Economic Indicators23 minutes ago (Sep 03, 2021 04:10AM ET)
© Reuters. FILE PHOTO: A steel worker of Germany’s industrial conglomerate ThyssenKrupp AG stands a mid of emitting sparks of raw iron from a blast furnace at Germany’s largest steel factory in Duisburg, Germany. REUTERS/Wolfgang Rattay/File Photo
LONDON (Reuters) – Euro zone business activity remained strong last month, despite fears about the Delta variant of the coronavirus and widespread supply chain issues, according to a survey which suggested the bloc’s economy could be back to pre-COVID-19 levels by year-end.
IHS Markit’s final composite Purchasing Managers’ Index (PMI), seen as a good guide to economic health, dropped to 59.0 last month from July’s 15-year high of 60.2, still well above the 50 mark separating growth from contraction but below a 59.5 “flash” estimate.
“It was another solid result for euro area businesses in August,” said IHS Markit senior economist Joe Hayes.

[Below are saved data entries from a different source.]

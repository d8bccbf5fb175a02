//! Durable job records and the forward-only status machine.
//!
//! The store keeps jobs in memory behind one mutex and mirrors every
//! mutation to a JSONL journal, one full snapshot per line; reload replays
//! the last line per id. Status changes go through a single
//! read-modify-write under the lock, so two components can never interleave
//! writes to the same job.

use anyhow::Context;
use chrono::{DateTime, Utc};
use parking_lot::Mutex;
use serde::{Deserialize, Serialize};
use std::collections::HashMap;
use std::fs::{File, OpenOptions};
use std::io::{BufRead, BufReader, BufWriter, Write};
use std::path::{Path, PathBuf};
use tracing::warn;

use crate::error::{Result, TransferError};

#[derive(Debug, Clone, Copy, PartialEq, Eq, Hash, Serialize, Deserialize)]
#[serde(rename_all = "SCREAMING_SNAKE_CASE")]
pub enum JobStatus {
    Pending,
    InProgress,
    Completed,
    Failed,
}

impl JobStatus {
    pub fn is_terminal(self) -> bool {
        matches!(self, JobStatus::Completed | JobStatus::Failed)
    }

    /// Transitions run strictly forward; terminal states accept nothing.
    ///
    /// This governs live updates only. Journal replay in `JobStore::open`
    /// writes FAILED onto any non-terminal job directly: a restart destroys
    /// the queue and the workers, so PENDING and IN_PROGRESS alike have
    /// nothing left that could ever advance them.
    pub fn can_transition_to(self, next: JobStatus) -> bool {
        matches!(
            (self, next),
            (JobStatus::Pending, JobStatus::InProgress)
                | (JobStatus::InProgress, JobStatus::Completed)
                | (JobStatus::InProgress, JobStatus::Failed)
        )
    }
}

impl std::fmt::Display for JobStatus {
    fn fmt(&self, f: &mut std::fmt::Formatter<'_>) -> std::fmt::Result {
        let s = match self {
            JobStatus::Pending => "PENDING",
            JobStatus::InProgress => "IN_PROGRESS",
            JobStatus::Completed => "COMPLETED",
            JobStatus::Failed => "FAILED",
        };
        f.write_str(s)
    }
}

/// One requested transfer and its lifecycle.
#[derive(Debug, Clone, Serialize, Deserialize)]
pub struct Job {
    pub id: i64,
    pub user_id: i64,
    pub source: String,
    pub dest: String,
    pub status: JobStatus,
    #[serde(default, skip_serializing_if = "Option::is_none")]
    pub description: Option<String>,
    /// Human-readable failure detail, set only on FAILED.
    #[serde(default, skip_serializing_if = "Option::is_none")]
    pub error: Option<String>,
    /// Worker task reference. Present exactly when the job has left PENDING.
    #[serde(default, skip_serializing_if = "Option::is_none")]
    pub task_id: Option<String>,
    pub created_at: DateTime<Utc>,
    pub updated_at: DateTime<Utc>,
}

struct StoreInner {
    jobs: HashMap<i64, Job>,
    next_id: i64,
    journal: Option<BufWriter<File>>,
}

/// The single source of truth for job state.
pub struct JobStore {
    inner: Mutex<StoreInner>,
    journal_path: Option<PathBuf>,
}

impl JobStore {
    /// In-memory store with no journal. Used by tests and one-shot runs.
    pub fn in_memory() -> Self {
        JobStore {
            inner: Mutex::new(StoreInner {
                jobs: HashMap::new(),
                next_id: 1,
                journal: None,
            }),
            journal_path: None,
        }
    }

    /// Open a journal-backed store, replaying any existing journal.
    ///
    /// Jobs that were still PENDING or IN_PROGRESS when the previous
    /// process died have no queue slot and no live worker anymore; they are
    /// replayed as FAILED so listings never show a phantom transfer. This
    /// write is deliberately outside `can_transition_to`, see there.
    pub fn open(journal: &Path) -> anyhow::Result<Self> {
        let mut jobs: HashMap<i64, Job> = HashMap::new();
        if journal.exists() {
            let file = File::open(journal)
                .with_context(|| format!("open journal {}", journal.display()))?;
            for line in BufReader::new(file).lines() {
                let line = line?;
                if line.trim().is_empty() {
                    continue;
                }
                match serde_json::from_str::<Job>(&line) {
                    Ok(job) => {
                        jobs.insert(job.id, job);
                    }
                    Err(e) => warn!(error = %e, "skipping corrupt journal line"),
                }
            }
        } else if let Some(parent) = journal.parent() {
            std::fs::create_dir_all(parent).ok();
        }

        let mut interrupted = Vec::new();
        for job in jobs.values_mut() {
            if !job.status.is_terminal() {
                job.status = JobStatus::Failed;
                job.error = Some("interrupted by daemon restart".into());
                job.updated_at = Utc::now();
                interrupted.push(job.clone());
            }
        }

        let next_id = jobs.keys().max().copied().unwrap_or(0) + 1;
        let file = OpenOptions::new()
            .create(true)
            .append(true)
            .open(journal)
            .with_context(|| format!("append journal {}", journal.display()))?;
        let mut writer = BufWriter::new(file);
        for job in &interrupted {
            serde_json::to_writer(&mut writer, job)?;
            writer.write_all(b"\n")?;
        }
        writer.flush()?;

        Ok(JobStore {
            inner: Mutex::new(StoreInner {
                jobs,
                next_id,
                journal: Some(writer),
            }),
            journal_path: Some(journal.to_path_buf()),
        })
    }

    pub fn journal_path(&self) -> Option<&Path> {
        self.journal_path.as_deref()
    }

    fn record(inner: &mut StoreInner, job: &Job) {
        inner.jobs.insert(job.id, job.clone());
        if let Some(writer) = inner.journal.as_mut() {
            let append = serde_json::to_writer(&mut *writer, job)
                .map_err(std::io::Error::other)
                .and_then(|_| writer.write_all(b"\n"))
                .and_then(|_| writer.flush());
            if let Err(e) = append {
                warn!(job = job.id, error = %e, "journal append failed");
            }
        }
    }

    pub fn create(
        &self,
        user_id: i64,
        source: &str,
        dest: &str,
        description: Option<String>,
    ) -> Job {
        let now = Utc::now();
        let mut inner = self.inner.lock();
        let job = Job {
            id: inner.next_id,
            user_id,
            source: source.to_string(),
            dest: dest.to_string(),
            status: JobStatus::Pending,
            description,
            error: None,
            task_id: None,
            created_at: now,
            updated_at: now,
        };
        inner.next_id += 1;
        Self::record(&mut inner, &job);
        job
    }

    pub fn get(&self, id: i64) -> Option<Job> {
        self.inner.lock().jobs.get(&id).cloned()
    }

    /// All jobs owned by a user, newest first.
    pub fn list_for_user(&self, user_id: i64) -> Vec<Job> {
        let inner = self.inner.lock();
        let mut jobs: Vec<Job> = inner
            .jobs
            .values()
            .filter(|j| j.user_id == user_id)
            .cloned()
            .collect();
        jobs.sort_by(|a, b| b.created_at.cmp(&a.created_at).then(b.id.cmp(&a.id)));
        jobs
    }

    pub fn in_progress(&self) -> Vec<Job> {
        let inner = self.inner.lock();
        inner
            .jobs
            .values()
            .filter(|j| j.status == JobStatus::InProgress)
            .cloned()
            .collect()
    }

    /// Atomically attach the worker task reference, move PENDING ->
    /// IN_PROGRESS, and hand the job off through `enqueue`, all under the
    /// store lock. A worker picking the assignment up can only touch the
    /// job through this same lock, so it always observes IN_PROGRESS --
    /// even one that fails before the dispatcher's call returns. `enqueue`
    /// returning false leaves the job PENDING with no task reference.
    pub fn dispatch(
        &self,
        id: i64,
        task_id: &str,
        enqueue: impl FnOnce(&Job) -> bool,
    ) -> Result<Job> {
        let mut inner = self.inner.lock();
        let mut job = inner
            .jobs
            .get(&id)
            .cloned()
            .ok_or(TransferError::JobNotFound(id))?;
        if !job.status.can_transition_to(JobStatus::InProgress) {
            return Err(TransferError::Transition {
                from: job.status,
                to: JobStatus::InProgress,
            });
        }
        job.status = JobStatus::InProgress;
        job.task_id = Some(task_id.to_string());
        job.updated_at = Utc::now();
        if !enqueue(&job) {
            return Err(TransferError::Dispatch(id));
        }
        Self::record(&mut inner, &job);
        Ok(job)
    }

    /// `dispatch` without a queue: the transition alone.
    pub fn mark_dispatched(&self, id: i64, task_id: &str) -> Result<Job> {
        self.dispatch(id, task_id, |_| true)
    }

    /// Move a job to a new status, rejecting anything that is not strictly
    /// forward. Error detail is recorded only for FAILED.
    pub fn update_status(&self, id: i64, status: JobStatus, error: Option<String>) -> Result<Job> {
        let mut inner = self.inner.lock();
        let mut job = inner
            .jobs
            .get(&id)
            .cloned()
            .ok_or(TransferError::JobNotFound(id))?;
        if !job.status.can_transition_to(status) {
            return Err(TransferError::Transition {
                from: job.status,
                to: status,
            });
        }
        job.status = status;
        job.error = if status == JobStatus::Failed { error } else { None };
        job.updated_at = Utc::now();
        Self::record(&mut inner, &job);
        Ok(job)
    }
}
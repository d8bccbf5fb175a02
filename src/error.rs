//! Error types for the transfer pipeline.

use thiserror::Error;

use crate::job::JobStatus;

/// Main error type for transfer operations.
#[derive(Error, Debug)]
pub enum TransferError {
    #[error("invalid {field}: {reason}")]
    Validation { field: &'static str, reason: String },

    #[error("connection to {host} failed: {detail}")]
    Connection { host: String, detail: String },

    #[error("size query failed: {0}")]
    SizeQuery(String),

    #[error("archive staging failed: {0}")]
    Staging(String),

    #[error("archive extraction failed: {0}")]
    Extraction(String),

    #[error("worker queue rejected job {0}")]
    Dispatch(i64),

    #[error("session to {0} is closed")]
    State(String),

    #[error("remote command failed with status {status}: {stderr}")]
    Command { status: i32, stderr: String },

    #[error("job {0} not found")]
    JobNotFound(i64),

    #[error("job status cannot move {from} -> {to}")]
    Transition { from: JobStatus, to: JobStatus },

    #[error("IO error: {0}")]
    Io(#[from] std::io::Error),

    #[error("serialization error: {0}")]
    Serialization(#[from] serde_json::Error),

    #[error("SSH error: {0}")]
    Ssh(#[from] ssh2::Error),
}

/// Result type alias for transfer operations.
pub type Result<T> = std::result::Result<T, TransferError>;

“Another strong quarter-on-quarter rise in GDP is on the cards for the third quarter, and we’re certainly on track for the euro zone economy to be back at pre-pandemic levels by the end of the year, if not sooner.”
The economy will grow 2.2% this quarter, a Reuters poll published earlier on Friday predicted. [ECILT/EU]
But ongoing supply chain disruptions caused by the pandemic meant the cost of raw materials soared again this month. The input prices index was a near record 69.5 – although down from July’s 69.9.
Inflation surged to a ten-year high of 3.0% in August with further rises likely, official data showed on Tuesday, challenging the European Central Bank’s benign view on price growth and its commitment to look past what it deems a temporary increase.
Still, with much of the service industry reopening after the lifting of many restrictions its PMI remained well above breakeven at 59.0, albeit below July’s 59.8 which was the highest reading since June 2006.
But fears lockdown measures could be re-imposed put a dent in optimism. The services business expectations index dipped to a four-month low of 68.9 from 69.1.
“While growth will naturally lose some impetus as the post-lockdown boom peters out, there are a number of other downside factors at play,” Hayes said.
“The Delta variant has taken hold in Europe, while further material shortages and transport bottlenecks continue to restrain business activity.”